De resto, cada vez mais países latino-americanos e caribenhos aderem à iniciativa chinesa do Cinturão e Rota, a exemplo da Nicarágua, que estabeleceu relações diplomáticas com a China, e da Argentina. No ano passado, três países da ALC aderiram ao Banco Asiático de Investimento em Infraestrutura (AIIB) liderado pela China: Argentina, Chile e Peru. Em 2022 e 2023, é provável que surjam pacotes de investimento e financiamento para esses novos membros do Cinturão e Rota e do AIIB. A Argentina e a China, por exemplo, já assinaram um Memorando de US$ 23 bilhões em financiamentos.
Além de seu crescente relacionamento bilateral com países da região, o governo chinês se esforça para articular e coordenar sua política de relações econômicas com os países da América Latina e Caribe por meio de um diálogo de alto nível com a Comunidade de Estados Latino-Americanos e Caribenhos (Celac), organização criada em 2011, com 33 países membros (excluindo Canadá e EUA), que representa os interesses de um conjunto amplo e variado de atores soberanos. A cada ano, o país que ocupa a presidência rotativa da Celac promove conversações multilaterais entre os líderes dos países membros com o governo da China. As cúpulas dos chefes de estado e governo convocam líderes para definir a agenda e os objetivos do grupo para o próximo ano.
Na Reunião de Ministros do Fórum China–Celac, ocorrida em 03/12/2021, a China e os demais parceiros da comunidade acordaram em adotar um Plano de Ação Conjunta para Cooperação em Áreas-Chave (2022-2024) por meio de consultas amistosas e em pé de igualdade, em áreas estratégicas como cooperação política e de segurança, cooperação econômica pragmática; cooperação em infraestrutura de alta qualidade; cooperação em questões sociais, culturais e pessoais; desenvolvimento sustentável e assuntos internacionais e cooperação sub-regional e inter-regional.
Trata-se de uma relação bem distinta da que a ALC mantém tradicionalmente com os EUA que, sob o pretexto de “promover a democracia ou os direitos humanos na região” acabam sempre impondo suas condições na defesa de seus interesses em detrimento dos interesses comuns da região.

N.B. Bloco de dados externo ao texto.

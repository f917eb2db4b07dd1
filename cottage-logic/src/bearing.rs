use chrono::Utc;
use log::debug;
use serde::{Deserialize, Serialize};
use tokio::sync::broadcast::{self, error::RecvError};

use crate::{
    UtcDT, geodesy,
    location::{Coordinate, LocationReading, LocationService},
    location_monitor::LocationEvent,
};

#[derive(Debug, Clone, Copy, Serialize, Deserialize, PartialEq, Eq, Hash)]
/// The 16 points of the compass rose
pub enum CompassDirection {
    N,
    NNE,
    NE,
    ENE,
    E,
    ESE,
    SE,
    SSE,
    S,
    SSW,
    SW,
    WSW,
    W,
    WNW,
    NW,
    NNW,
}

impl CompassDirection {
    /// Clockwise from north
    pub const ALL: [Self; 16] = [
        Self::N,
        Self::NNE,
        Self::NE,
        Self::ENE,
        Self::E,
        Self::ESE,
        Self::SE,
        Self::SSE,
        Self::S,
        Self::SSW,
        Self::SW,
        Self::WSW,
        Self::W,
        Self::WNW,
        Self::NW,
        Self::NNW,
    ];

    pub fn as_str(&self) -> &'static str {
        match self {
            Self::N => "N",
            Self::NNE => "NNE",
            Self::NE => "NE",
            Self::ENE => "ENE",
            Self::E => "E",
            Self::ESE => "ESE",
            Self::SE => "SE",
            Self::SSE => "SSE",
            Self::S => "S",
            Self::SSW => "SSW",
            Self::SW => "SW",
            Self::WSW => "WSW",
            Self::W => "W",
            Self::WNW => "WNW",
            Self::NW => "NW",
            Self::NNW => "NNW",
        }
    }
}

impl std::fmt::Display for CompassDirection {
    fn fmt(&self, f: &mut std::fmt::Formatter<'_>) -> std::fmt::Result {
        f.write_str(self.as_str())
    }
}

#[derive(Debug, Clone, Serialize, Deserialize, PartialEq)]
/// Direction and distance from one point to another at a moment in time
pub struct BearingResult {
    /// 0 is north, 90 east, 180 south, 270 west
    pub bearing_degrees: f64,
    /// Signed forward azimuth, see [geodesy::Bearing::radians]
    pub bearing_radians: f64,
    pub compass_direction: CompassDirection,
    pub distance_meters: f64,
    pub from: Coordinate,
    pub to: Coordinate,
    pub calculated_at: UtcDT,
}

impl BearingResult {
    pub fn between(from: Coordinate, to: Coordinate) -> Self {
        let bearing = geodesy::bearing(from, to);
        Self {
            bearing_degrees: bearing.degrees,
            bearing_radians: bearing.radians,
            compass_direction: geodesy::compass_direction(bearing.degrees),
            distance_meters: geodesy::distance(from, to),
            from,
            to,
            calculated_at: Utc::now(),
        }
    }

    pub fn distance_kilometers(&self) -> f64 {
        self.distance_meters / 1000.0
    }

    /// Angle to turn clockwise from the way the device is facing to face the target, in `[0, 360)`.
    /// This is what a directional arrow should be rotated by.
    pub fn relative_bearing(&self, heading_degrees: f64) -> f64 {
        geodesy::normalize_degrees(self.bearing_degrees - heading_degrees)
    }
}

/// Answers "which way, and how far" from wherever [LocationService] says we are
pub struct BearingTracker<L: LocationService> {
    location: L,
}

impl<L: LocationService> BearingTracker<L> {
    pub fn new(location: L) -> Self {
        Self { location }
    }

    /// Bearing from the current location to `target`, [None] if we can't get a location
    pub async fn bearing_to_target(&self, target: Coordinate) -> Option<BearingResult> {
        let current = self.location.current_location().await?;
        Some(BearingResult::between(current.coordinate, target))
    }

    pub fn bearing_between(&self, from: Coordinate, to: Coordinate) -> BearingResult {
        BearingResult::between(from, to)
    }

    pub fn bearing_from_reading(
        &self,
        reading: &LocationReading,
        target: Coordinate,
    ) -> BearingResult {
        BearingResult::between(reading.coordinate, target)
    }

    /// Continuously recompute the bearing to `target` as location events come in.
    /// Returns once monitoring is stopped or the monitor goes away.
    pub async fn track(
        &self,
        target: Coordinate,
        events: &mut broadcast::Receiver<LocationEvent>,
        mut on_update: impl FnMut(BearingResult),
    ) {
        loop {
            match events.recv().await {
                Ok(LocationEvent::LocationChanged(reading)) => {
                    on_update(self.bearing_from_reading(&reading, target));
                }
                Ok(LocationEvent::MonitoringStatusChanged(false)) | Err(RecvError::Closed) => {
                    break;
                }
                Ok(LocationEvent::MonitoringStatusChanged(true)) => {}
                Err(RecvError::Lagged(skipped)) => {
                    debug!("Bearing tracker fell behind, skipped {skipped} location events");
                }
            }
        }
    }
}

No atual contexto, portanto, o fórum China-Celac assume a liderança nos processos de integração regional, como a única maneira de enfrentar os desafios globais pós-pandemia".
O desafio que o engajamento da China enfrenta agora na América Latina está em estabelecer um esquema de cooperação capaz de desenhar uma agenda de desenvolvimento que inclua o comércio e a integração, conduza a ganhos de eficiência em toda a região e que possa realmente ajudar os países latino-americanos a aumentar o valor agregado de suas indústrias manufatureiras e a competitividade global no comércio exterior. A geografia na América Latina implica que a integração regional pró-crescimento só possa ser alcançada com uma rede de prosperidade na região.
Assim, no momento em que os EUA organizam a chamada 9ª “Cúpula das Américas”, de 6 a 9 de junho de 2022, a China está sem alarde a contribuir de forma decisiva para alavancar a agenda de integração econômica regional da América Latina e Caribe, buscando, sem interferir nos assuntos internos de cada país, otimizar benefícios recíprocos, articular comércio e infraestrutura e vincular os países vizinhos, superando, assim, as barreiras da relação antiquada e ineficaz mantida com os EUA desde o Pós-Segunda Guerra Mundial, considerado o fator responsável pela continuidade da desintegração ou fragmentação econômica na região e sua persistente desigualdade e pobreza.